SBTi Draft Under Fire as CDR Companies Say Net-Zero at Risk

Takeaways
- CDR companies say SBTi’s draft net-zero standard could restrict the use of permanent removals and make corporate net-zero targets harder to achieve.
- Industry groups warn that unclear rules around double-counting, additionality, and dual-ledger accounting could collapse investment in permanent CDR.
- Stakeholders urge SBTi to revise its draft to ensure high-durability carbon removals remain a viable tool for reaching true net-zero.
The CDR industry is pushing back against key elements of the SBTi draft Corporate Net-Zero Standard Version 2.0, warning that the current language could make true net-zero “impossible” for many companies. In a new open letter, 55 buyers and stakeholders across the permanent carbon removals supply chain have urged the Science Based Targets initiative to revise its proposed rules before finalizing the net-zero standard.
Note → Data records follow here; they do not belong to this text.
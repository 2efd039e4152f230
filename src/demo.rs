//! Two-domain demonstration
//!
//! Scenario one: a domain catches a failure thrown from a timer it created.
//!
//! Scenario two: a domain hosts an async sequence. Each step awaits a
//! one-shot promise settled by an immediate:
//!
//! 1. the immediate fails with `foo` before settling, so the await rejects
//!    and the failure itself is routed to the domain;
//! 2. the immediate rejects with `reject` and schedules another immediate that
//!    fails with `thrown`;
//! 3. the immediate resolves with `resolve`.

use std::cell::RefCell;
use std::rc::Rc;

use anyhow::{anyhow, Context};
use clap::ValueEnum;
use tokio::sync::oneshot;
use tracing::{debug, info};

use crate::domain::{router, Domain};
use crate::error::Result;
use crate::runtime::scheduler::EventLoop;
use crate::util::config::EngineConfig;

/// Which scenarios to run.
#[derive(Debug, Clone, Copy, PartialEq, Eq, ValueEnum)]
pub enum Scenario {
    /// Timer failure caught by a domain
    S1,
    /// Async sequence inside a domain
    S2,
    /// Both, on one loop
    All,
}

impl Scenario {
    fn includes_one(self) -> bool {
        matches!(self, Scenario::S1 | Scenario::All)
    }

    fn includes_two(self) -> bool {
        matches!(self, Scenario::S2 | Scenario::All)
    }
}

/// Lines written by the demo, in order.
#[derive(Debug, Clone, Default)]
pub struct Transcript {
    lines: Rc<RefCell<Vec<String>>>,
}

impl Transcript {
    /// Create an empty transcript.
    pub fn new() -> Self {
        Self::default()
    }

    /// Append a line.
    pub fn record(
        &self,
        line: impl Into<String>,
    ) {
        let line = line.into();
        debug!("demo: {}", line);
        self.lines.borrow_mut().push(line);
    }

    /// Snapshot of every line so far.
    pub fn lines(&self) -> Vec<String> {
        self.lines.borrow().clone()
    }

    /// Whether `line` was recorded.
    pub fn contains(
        &self,
        line: &str,
    ) -> bool {
        self.lines.borrow().iter().any(|l| l == line)
    }
}

/// A promise settled by an event loop callback.
type Promise = oneshot::Receiver<anyhow::Result<String>>;

/// Run `scenario` on a fresh event loop and return what it printed.
///
/// The error router is installed for the duration of the run when the
/// configuration asks for it. Without it, the first routed failure is fatal.
pub fn run_demo(
    scenario: Scenario,
    config: &EngineConfig,
) -> Result<Transcript> {
    let installed = config.router.install_on_start && router::install();
    let event_loop = EventLoop::with_config(config.event_loop.clone());
    let transcript = Transcript::new();

    let mut domains = Vec::new();
    if scenario.includes_one() {
        domains.push(scenario_one(&event_loop, &transcript));
    }
    if scenario.includes_two() {
        domains.push(scenario_two(&event_loop, &transcript));
    }

    let outcome = event_loop.run();
    if installed {
        router::uninstall();
    }
    let stats = outcome?;
    info!(
        "demo {:?} finished: {} operations, {} failures routed",
        scenario, stats.created, stats.faults_handled
    );
    drop(domains);
    Ok(transcript)
}

fn scenario_one(
    event_loop: &EventLoop,
    transcript: &Transcript,
) -> Domain {
    let domain = Domain::create();
    let out = transcript.clone();
    domain.on_error(move |fault| out.record(format!("domain error {}", fault)));

    domain.run(|| {
        event_loop.set_timeout(0, || anyhow::bail!("my error"));
    });
    domain
}

fn scenario_two(
    event_loop: &EventLoop,
    transcript: &Transcript,
) -> Domain {
    let domain = Domain::create();
    let out = transcript.clone();
    domain.on_error(move |fault| out.record(format!("domain2 error {}", fault)));

    let handle = event_loop.clone();
    let out = transcript.clone();
    domain.run(|| {
        event_loop.spawn(sequence(handle, out));
    });
    domain
}

async fn sequence(
    event_loop: EventLoop,
    transcript: Transcript,
) -> anyhow::Result<()> {
    if settle(func1(&event_loop)).await.is_err() {
        transcript.record("caught throw in func1");
    }

    if settle(func2(&event_loop)).await.is_err() {
        transcript.record("caught rejection in func2");
    }

    match settle(func3(&event_loop)).await {
        Ok(value) => transcript.record(value),
        Err(_) => transcript.record("caught throw in func3"),
    }
    Ok(())
}

async fn settle(promise: Promise) -> anyhow::Result<String> {
    promise.await.context("promise abandoned")?
}

/// Fails inside the immediate; the promise is dropped unsettled.
fn func1(event_loop: &EventLoop) -> Promise {
    let (resolve, promise) = oneshot::channel();
    event_loop.set_immediate(move || {
        let _resolve = resolve;
        anyhow::bail!("foo")
    });
    promise
}

/// Rejects, and schedules a failure for later.
fn func2(event_loop: &EventLoop) -> Promise {
    let (resolve, promise) = oneshot::channel();
    let handle = event_loop.clone();
    event_loop.set_immediate(move || {
        handle.set_immediate(|| anyhow::bail!("thrown"));
        let _ = resolve.send(Err(anyhow!("reject")));
        Ok(())
    });
    promise
}

/// Resolves.
fn func3(event_loop: &EventLoop) -> Promise {
    let (resolve, promise) = oneshot::channel();
    event_loop.set_immediate(move || {
        let _ = resolve.send(Ok("resolve".to_string()));
        Ok(())
    });
    promise
}
//! Operation definitions for the event loop.
//!
//! An operation is one unit of deferred work: an immediate, a timer, a
//! microtask or a spawned future. The loop owns operations; hooks only ever
//! see their identifiers.

use std::future::Future;
use std::pin::Pin;
use std::sync::atomic::{AtomicU64, Ordering};

/// Source of process-unique operation identifiers. `0` is reserved for the
/// top-level (root) execution.
static NEXT_OP_ID: AtomicU64 = AtomicU64::new(1);

/// Unique asynchronous operation identifier.
#[derive(Debug, Clone, Copy, PartialEq, Eq, PartialOrd, Ord, Hash)]
pub struct OpId(pub u64);

impl OpId {
    /// The root execution: code running outside of any operation callback.
    pub const ROOT: OpId = OpId(0);

    /// Allocate a fresh identifier.
    #[inline]
    pub fn next() -> Self {
        OpId(NEXT_OP_ID.fetch_add(1, Ordering::SeqCst))
    }

    /// Get the inner value.
    #[inline]
    pub fn inner(&self) -> u64 {
        self.0
    }

    /// Whether this is the root execution.
    #[inline]
    pub fn is_root(&self) -> bool {
        self.0 == 0
    }
}

impl From<u64> for OpId {
    fn from(val: u64) -> Self {
        Self(val)
    }
}

impl std::fmt::Display for OpId {
    fn fmt(
        &self,
        f: &mut std::fmt::Formatter<'_>,
    ) -> std::fmt::Result {
        write!(f, "Op({})", self.0)
    }
}

/// What kind of deferred work an operation represents.
#[derive(Debug, Clone, Copy, PartialEq, Eq, Hash)]
pub enum OpKind {
    /// Runs once on the next loop turn.
    Immediate,
    /// Runs once after a delay.
    Timeout,
    /// Runs repeatedly until cleared.
    Interval,
    /// Runs before the loop picks any other work.
    Microtask,
    /// A spawned future, polled once per wake-up.
    Task,
}

impl std::fmt::Display for OpKind {
    fn fmt(
        &self,
        f: &mut std::fmt::Formatter<'_>,
    ) -> std::fmt::Result {
        let name = match self {
            OpKind::Immediate => "Immediate",
            OpKind::Timeout => "Timeout",
            OpKind::Interval => "Interval",
            OpKind::Microtask => "Microtask",
            OpKind::Task => "Task",
        };
        f.write_str(name)
    }
}

/// Operation lifecycle state.
#[derive(Debug, Clone, Copy, PartialEq, Eq)]
pub enum OpState {
    /// Allocated, never invoked.
    Created,
    /// Invoked at least once and may be invoked again.
    Active,
    /// Will never be invoked again.
    Destroyed,
}

/// Boxed future driven by the loop.
pub(crate) type LocalFuture = Pin<Box<dyn Future<Output = anyhow::Result<()>>>>;

/// The work attached to an operation.
pub(crate) enum Callback {
    Once(Box<dyn FnOnce() -> anyhow::Result<()>>),
    Repeat(Box<dyn FnMut() -> anyhow::Result<()>>),
    Future(LocalFuture),
}

impl std::fmt::Debug for Callback {
    fn fmt(
        &self,
        f: &mut std::fmt::Formatter<'_>,
    ) -> std::fmt::Result {
        match self {
            Callback::Once(_) => f.write_str("Callback::Once"),
            Callback::Repeat(_) => f.write_str("Callback::Repeat"),
            Callback::Future(_) => f.write_str("Callback::Future"),
        }
    }
}

/// A scheduled operation.
#[derive(Debug)]
pub struct Operation {
    id: OpId,
    kind: OpKind,
    trigger: OpId,
    state: OpState,
    /// Interval period, in virtual milliseconds.
    period: Option<u64>,
    /// `None` while the callback is executing.
    pub(crate) callback: Option<Callback>,
    /// Set by `clear` while the callback is executing.
    pub(crate) cleared: bool,
    /// Already sitting in a run queue.
    pub(crate) queued: bool,
    invocations: u64,
}

impl Operation {
    pub(crate) fn new(
        id: OpId,
        kind: OpKind,
        trigger: OpId,
        callback: Callback,
    ) -> Self {
        Self {
            id,
            kind,
            trigger,
            state: OpState::Created,
            period: None,
            callback: Some(callback),
            cleared: false,
            queued: false,
            invocations: 0,
        }
    }

    pub(crate) fn with_period(
        mut self,
        period: u64,
    ) -> Self {
        self.period = Some(period);
        self
    }

    /// Get the operation ID.
    #[inline]
    pub fn id(&self) -> OpId {
        self.id
    }

    /// Get the operation kind.
    #[inline]
    pub fn kind(&self) -> OpKind {
        self.kind
    }

    /// The operation that was executing when this one was created.
    #[inline]
    pub fn trigger(&self) -> OpId {
        self.trigger
    }

    /// Get the current state.
    #[inline]
    pub fn state(&self) -> OpState {
        self.state
    }

    #[inline]
    pub(crate) fn set_state(
        &mut self,
        state: OpState,
    ) {
        self.state = state;
    }

    /// Interval period, if any.
    #[inline]
    pub fn period(&self) -> Option<u64> {
        self.period
    }

    /// How many times the callback has been invoked.
    #[inline]
    pub fn invocations(&self) -> u64 {
        self.invocations
    }

    #[inline]
    pub(crate) fn record_invocation(&mut self) {
        self.invocations += 1;
    }
}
The letter, coordinated by the Nordic Carbon Removal Association, comes as SBTi conducts a second public consultation, open until December 12. With the world’s most influential private-sector climate framework under review, companies and climate groups say this is a critical moment for shaping future corporate climate action.
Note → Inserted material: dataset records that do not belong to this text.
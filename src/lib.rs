//! asyncdomain
//!
//! Error domains for single-threaded asynchronous code.
//!
//! An [`EventLoop`] runs deferred callbacks and reports each operation's
//! lifecycle through [causality hooks](runtime::hooks). A [`Domain`]
//! subscribes to those hooks to learn which operations descend from work it
//! started, re-enters itself around their callbacks, and receives the
//! failures they raise once the [error router](domain::router) is installed.
//!
//! # Example
//!
//! ```no_run
//! use asyncdomain::domain::router;
//! use asyncdomain::{Domain, EventLoop, Result};
//!
//! fn main() -> Result<()> {
//!     router::install();
//!     let event_loop = EventLoop::new();
//!
//!     let domain = Domain::create();
//!     domain.on_error(|fault| println!("domain error {}", fault));
//!     domain.run(|| {
//!         event_loop.set_timeout(0, || anyhow::bail!("my error"));
//!     });
//!
//!     event_loop.run()?;
//!     Ok(())
//! }
//! ```

#![warn(rust_2018_idioms)]

// Public modules
pub mod domain;
pub mod error;
pub mod process;
pub mod runtime;

// Sample driver
pub mod demo;

// Utility modules
pub mod util;

// Re-exports
pub use anyhow::Context;
pub use domain::{Domain, Emitter, Fault};
pub use error::{Error, Result};
pub use runtime::scheduler::EventLoop;

/// Crate version
pub const VERSION: &str = env!("CARGO_PKG_VERSION");

/// Crate name
pub const NAME: &str = "asyncdomain";
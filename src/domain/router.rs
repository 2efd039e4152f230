//! Global error router.
//!
//! Installs one last-resort handler per thread. An escaped fault goes to the
//! current domain if there is one; otherwise, or when that domain cannot
//! deliver it, it is handed back to the fatal path.

use std::cell::Cell;

use tracing::debug;

use super::fault::Fault;
use super::slot;
use crate::error::Error;
use crate::process::{self, HandlerId};

thread_local! {
    static INSTALLED: Cell<Option<HandlerId>> = const { Cell::new(None) };
}

/// Install the router. Returns `false` if it was already installed.
pub fn install() -> bool {
    if is_installed() {
        return false;
    }
    let id = process::on_uncaught(route);
    INSTALLED.with(|installed| installed.set(Some(id)));
    debug!("error router installed as {}", id);
    true
}

/// Remove the router. Returns `false` if it was not installed.
pub fn uninstall() -> bool {
    match INSTALLED.with(Cell::take) {
        Some(id) => {
            process::remove_uncaught(id);
            debug!("error router uninstalled");
            true
        }
        None => false,
    }
}

/// Whether the router is installed on this thread.
pub fn is_installed() -> bool {
    INSTALLED.with(|installed| installed.get().is_some())
}

/// Route one escaped fault.
fn route(fault: Fault) -> Result<(), Fault> {
    let Some(domain) = slot::current() else {
        return Err(fault);
    };

    let id = domain.id();
    debug!("routing escaped error to {}: {}", id, fault);
    // A fault an intercepted callback could not deliver keeps `thrown = false`.
    let fault = fault.annotate(|a| {
        a.domain = Some(id);
        a.domain_thrown.get_or_insert(true);
    });

    match domain.emit_error(fault) {
        Ok(()) => Ok(()),
        Err(Error::UnhandledError(fault)) => Err(fault),
        Err(other) => Err(Fault::new(other.into())),
    }
}
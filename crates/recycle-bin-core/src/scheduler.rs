use crate::engine::{PurgeSummary, RecycleEngine};
use crate::error::Error;
use std::sync::Arc;
use std::time::Duration;
use tokio_util::sync::CancellationToken;
use tracing::{debug, error, info};

/// Runs [`RecycleEngine::purge`] on a fixed interval until cancelled.
pub struct Scheduler {
    engine: Arc<RecycleEngine>,
    interval: Duration,
}

impl Scheduler {
    pub fn new(engine: Arc<RecycleEngine>, interval: Duration) -> Self {
        Self { engine, interval }
    }

    pub fn interval(&self) -> Duration {
        self.interval
    }

    /// Loop until `shutdown` is cancelled and return the number of purge
    /// cycles that ran.
    ///
    /// Cancellation is checked before each sleep and again on waking, so a
    /// shutdown during the sleep never starts another cycle. Purge errors are
    /// logged and the loop carries on.
    pub async fn run(&self, shutdown: CancellationToken) -> usize {
        info!(
            interval_secs = self.interval.as_secs(),
            "Purge scheduler started"
        );
        let mut cycles = 0;

        loop {
            if shutdown.is_cancelled() {
                break;
            }

            debug!("Sleeping for {:?} before next purge", self.interval);
            tokio::select! {
                _ = shutdown.cancelled() => break,
                _ = tokio::time::sleep(self.interval) => {}
            }

            if shutdown.is_cancelled() {
                break;
            }

            cycles += 1;
            match self.purge_once().await {
                Ok(summary) if summary.is_idle() => {
                    info!(cycle = cycles, "No expired files to purge");
                }
                Ok(summary) => {
                    info!(
                        cycle = cycles,
                        purged = summary.purged,
                        failed = summary.failed,
                        missing = summary.missing,
                        "Purge cycle complete"
                    );
                }
                Err(e) => {
                    error!(cycle = cycles, "Purge cycle failed: {}", e);
                }
            }
        }

        info!(cycles, "Purge scheduler stopped");
        cycles
    }

    /// Run one purge on the blocking pool; SQLite and filesystem calls block.
    pub async fn purge_once(&self) -> Result<PurgeSummary, Error> {
        let engine = Arc::clone(&self.engine);
        match tokio::task::spawn_blocking(move || engine.purge()).await {
            Ok(result) => result,
            Err(join_err) => Err(Error::Io {
                path: self.engine.holding().dir().to_path_buf(),
                source: std::io::Error::new(std::io::ErrorKind::Other, join_err),
            }),
        }
    }
}
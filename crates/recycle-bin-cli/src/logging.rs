use std::env;
use std::path::PathBuf;
use tracing::debug;
use tracing_appender::non_blocking::WorkerGuard;
use tracing_subscriber::prelude::*;
use tracing_subscriber::{fmt, EnvFilter};

/// Install the global subscriber: stderr always, plus a log file when
/// `LOG_FILE_PATH` or `log_file` is set. Keep the returned guard alive
/// until exit so buffered file output is flushed.
pub fn init_logger(default_level: &str, log_file: Option<PathBuf>) -> Option<WorkerGuard> {
    let filter = env::var("TRACING_LEVEL").unwrap_or_else(|_| default_level.to_string());
    let filter_layer = EnvFilter::new(filter);

    let log_file = env::var_os("LOG_FILE_PATH").map(PathBuf::from).or(log_file);

    let (file_layer, guard) = match log_file {
        Some(path) => {
            let dir = path
                .parent()
                .filter(|p| !p.as_os_str().is_empty())
                .map(PathBuf::from)
                .unwrap_or_else(|| PathBuf::from("."));
            let name = path
                .file_name()
                .map(PathBuf::from)
                .unwrap_or_else(|| PathBuf::from("recycle-bin.log"));
            let file_appender = tracing_appender::rolling::never(dir, name);
            let (non_blocking, guard) = tracing_appender::non_blocking(file_appender);
            let layer = fmt::layer().with_writer(non_blocking).with_ansi(false);
            (Some(layer), Some(guard))
        }
        None => (None, None),
    };

    tracing_subscriber::registry()
        .with(
            fmt::layer()
                .with_writer(std::io::stderr)
                .with_file(false)
                .with_target(false)
                .with_ansi(true),
        )
        .with(file_layer)
        .with(filter_layer)
        .init();

    debug!("Tracing is configured");

    guard
}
Draft Rules Create Market Uncertainty
Signatories argue that the draft creates major uncertainty around whether permanent carbon removals can be used to neutralize residual emissions. The concern focuses on rules linked to double-counting, corresponding adjustments, and additionality requirements in Annex E.
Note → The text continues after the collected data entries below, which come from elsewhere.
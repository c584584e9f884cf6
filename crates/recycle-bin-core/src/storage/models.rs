use crate::holding;
use rusqlite::Row;

/// A file currently held in the recycle bin.
#[derive(Debug, Clone, PartialEq, Eq)]
pub struct Record {
    pub id: i64,
    pub original_path: String,
    pub delete_timestamp: i64,
    pub scheduled_deletion: i64,
    pub file_type: String,
}

impl Record {
    /// Name the file sits under inside the holding area. Derived, never stored.
    pub fn held_name(&self) -> String {
        holding::held_name(self.delete_timestamp, &self.original_path)
    }

    pub(crate) fn from_row(row: &Row<'_>) -> rusqlite::Result<Self> {
        Ok(Record {
            id: row.get(0)?,
            original_path: row.get(1)?,
            delete_timestamp: row.get(2)?,
            scheduled_deletion: row.get(3)?,
            file_type: row.get::<_, Option<String>>(4)?.unwrap_or_default(),
        })
    }
}

/// A record that has not been assigned an id yet.
#[derive(Debug, Clone, PartialEq, Eq)]
pub struct NewRecord {
    pub original_path: String,
    pub delete_timestamp: i64,
    pub scheduled_deletion: i64,
    pub file_type: String,
}

impl NewRecord {
    pub fn with_id(self, id: i64) -> Record {
        Record {
            id,
            original_path: self.original_path,
            delete_timestamp: self.delete_timestamp,
            scheduled_deletion: self.scheduled_deletion,
            file_type: self.file_type,
        }
    }
}
use chrono::{Local, TimeZone};
use recycle_bin_core::{AuditReport, Deleted, Listing, PurgeSummary, Restored};

const TIME_FORMAT: &str = "%Y-%m-%d %H:%M";

pub fn format_timestamp(secs: i64) -> String {
    match Local.timestamp_opt(secs, 0).single() {
        Some(dt) => dt.format(TIME_FORMAT).to_string(),
        None => secs.to_string(),
    }
}

pub fn deleted(outcome: &Deleted) -> String {
    format!(
        "File {} moved to recycle bin with id {}. Will be deleted after {} secs.",
        outcome.record.original_path, outcome.record.id, outcome.retention_secs
    )
}

pub fn listing(listing: &Listing) -> String {
    let records = match listing {
        Listing::Empty => return "No files in recycle bin".to_string(),
        Listing::Records(records) => records,
    };

    let mut out = String::from("ID | Original Path | Deleted On | Scheduled Deletion\n");
    out.push_str(&"-".repeat(60));
    out.push('\n');
    for record in records {
        out.push_str(&format!(
            "{} | {} | {} | {}\n",
            record.id,
            record.original_path,
            format_timestamp(record.delete_timestamp),
            format_timestamp(record.scheduled_deletion)
        ));
    }
    out
}

pub fn restored(outcome: &Restored) -> String {
    if outcome.was_renamed() {
        format!(
            "File restored to {} ({} is occupied)",
            outcome.destination.display(),
            outcome.original_path.display()
        )
    } else {
        format!("File restored to {}", outcome.destination.display())
    }
}

pub fn purge_summary(summary: &PurgeSummary) -> String {
    if summary.is_idle() {
        return "No expired files to purge".to_string();
    }
    let mut out = format!(
        "Purged {} expired files, failed to purge {} files",
        summary.purged, summary.failed
    );
    if summary.missing > 0 {
        out.push_str(&format!(
            " ({} were already missing from the recycle bin)",
            summary.missing
        ));
    }
    out
}

pub fn audit(report: &AuditReport) -> String {
    if report.is_consistent() {
        return "Recycle bin is consistent".to_string();
    }
    let mut out = String::new();
    if !report.orphan_files.is_empty() {
        out.push_str("Untracked files in recycle bin:\n");
        for path in &report.orphan_files {
            out.push_str(&format!("  {}\n", path.display()));
        }
    }
    if !report.stale_records.is_empty() {
        out.push_str("Records with no file in recycle bin:\n");
        for record in &report.stale_records {
            out.push_str(&format!("  {} | {}\n", record.id, record.original_path));
        }
    }
    out
}

#[cfg(test)]
mod tests {
    use super::*;
    use recycle_bin_core::Record;
    use std::path::PathBuf;

    fn record(id: i64, path: &str) -> Record {
        Record {
            id,
            original_path: path.to_string(),
            delete_timestamp: 1_700_000_000,
            scheduled_deletion: 1_700_000_060,
            file_type: ".txt".to_string(),
        }
    }

    #[test]
    fn test_empty_listing_is_explicit() {
        assert_eq!(listing(&Listing::Empty), "No files in recycle bin");
    }

    #[test]
    fn test_listing_rows() {
        let out = listing(&Listing::Records(vec![
            record(1, "/tmp/a.txt"),
            record(2, "/tmp/b.txt"),
        ]));
        let lines: Vec<&str> = out.lines().collect();
        assert_eq!(lines.len(), 4);
        assert!(lines[0].starts_with("ID | Original Path"));
        assert!(lines[2].starts_with("1 | /tmp/a.txt | "));
        assert!(lines[3].starts_with("2 | /tmp/b.txt | "));
        assert!(lines[2].ends_with(&format_timestamp(1_700_000_060)));
    }

    #[test]
    fn test_purge_summary_idle_vs_failed() {
        assert_eq!(
            purge_summary(&PurgeSummary::default()),
            "No expired files to purge"
        );
        let failed = PurgeSummary {
            purged: 0,
            failed: 3,
            missing: 0,
        };
        assert_eq!(
            purge_summary(&failed),
            "Purged 0 expired files, failed to purge 3 files"
        );
        let missing = PurgeSummary {
            purged: 2,
            failed: 0,
            missing: 1,
        };
        assert!(purge_summary(&missing).contains("1 were already missing"));
    }

    #[test]
    fn test_restored_mentions_collision() {
        let plain = Restored {
            id: 1,
            original_path: PathBuf::from("/tmp/a.txt"),
            destination: PathBuf::from("/tmp/a.txt"),
        };
        assert_eq!(restored(&plain), "File restored to /tmp/a.txt");

        let renamed = Restored {
            id: 1,
            original_path: PathBuf::from("/tmp/a.txt"),
            destination: PathBuf::from("/tmp/a_restored.txt"),
        };
        assert!(restored(&renamed).contains("/tmp/a_restored.txt"));
        assert!(restored(&renamed).contains("occupied"));
    }

    #[test]
    fn test_format_timestamp_shape() {
        let text = format_timestamp(1_700_000_000);
        assert_eq!(text.len(), "2023-11-14 22:13".len());
    }
}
Many carbon removal projects rely on public funding and are already included in national climate inventories. CDR companies say that if SBTi requires strict separation between corporate and national accounting, corporate investment could decline sharply. Without investment, they warn, long-term removals may struggle to scale, making net-zero targets harder to reach.
Stakeholders caution that unclear eligibility rules raise costs, complicate planning, and, in some cases, could prevent companies from completing their net-zero pathways.
Read More: Closing the Climate Gap: How the SBTi Revision Impacts Corporate Net-Zero Plans
Permanent Removals Need Room to Expand
The open letter stresses that permanent removals are still in an early phase, with only a handful of projects having reached the Final Investment Decision stage. Most depend heavily on public-private partnerships and early commitments from corporate buyers.
CDR groups say the SBTi draft does not reflect these realities. They argue that co-funding models and dual-ledger accounting, which allow both companies and nations to count climate outcomes, are essential for scaling the sector. This approach already works for emission reductions, and CDR advocates say it must also apply to removals.
Critics of corporate involvement fear it may weaken national ambition, but the signatories push back. They argue that permanent removals are costly and complex, and corporate investment strengthens climate action by bringing more projects online and accelerating long-term innovation.
SBTi’s Revisions Still Leave Gaps
SBTi says its updated draft aims to improve clarity, strengthen transparency, and better connect near-term actions with long-term climate goals. It introduces more flexible pathways, sector-specific expectations, and stricter rules for transition plans.
However, the CDR community warns that these improvements lose impact if permanent removals face restrictions. Unless SBTi adjusts its guidance, companies may find themselves short of the tools needed to balance unavoidable emissions.
Also Read: SIG's Net-Zero Path Approved by SBTi
What Comes Next
SBTi’s final decision will shape how thousands of companies chart their climate pathways. If the standard recognizes the critical role of permanent CDR, the sector could expand rapidly. But if restrictive language remains, companies may face limited options, and global climate progress could slow.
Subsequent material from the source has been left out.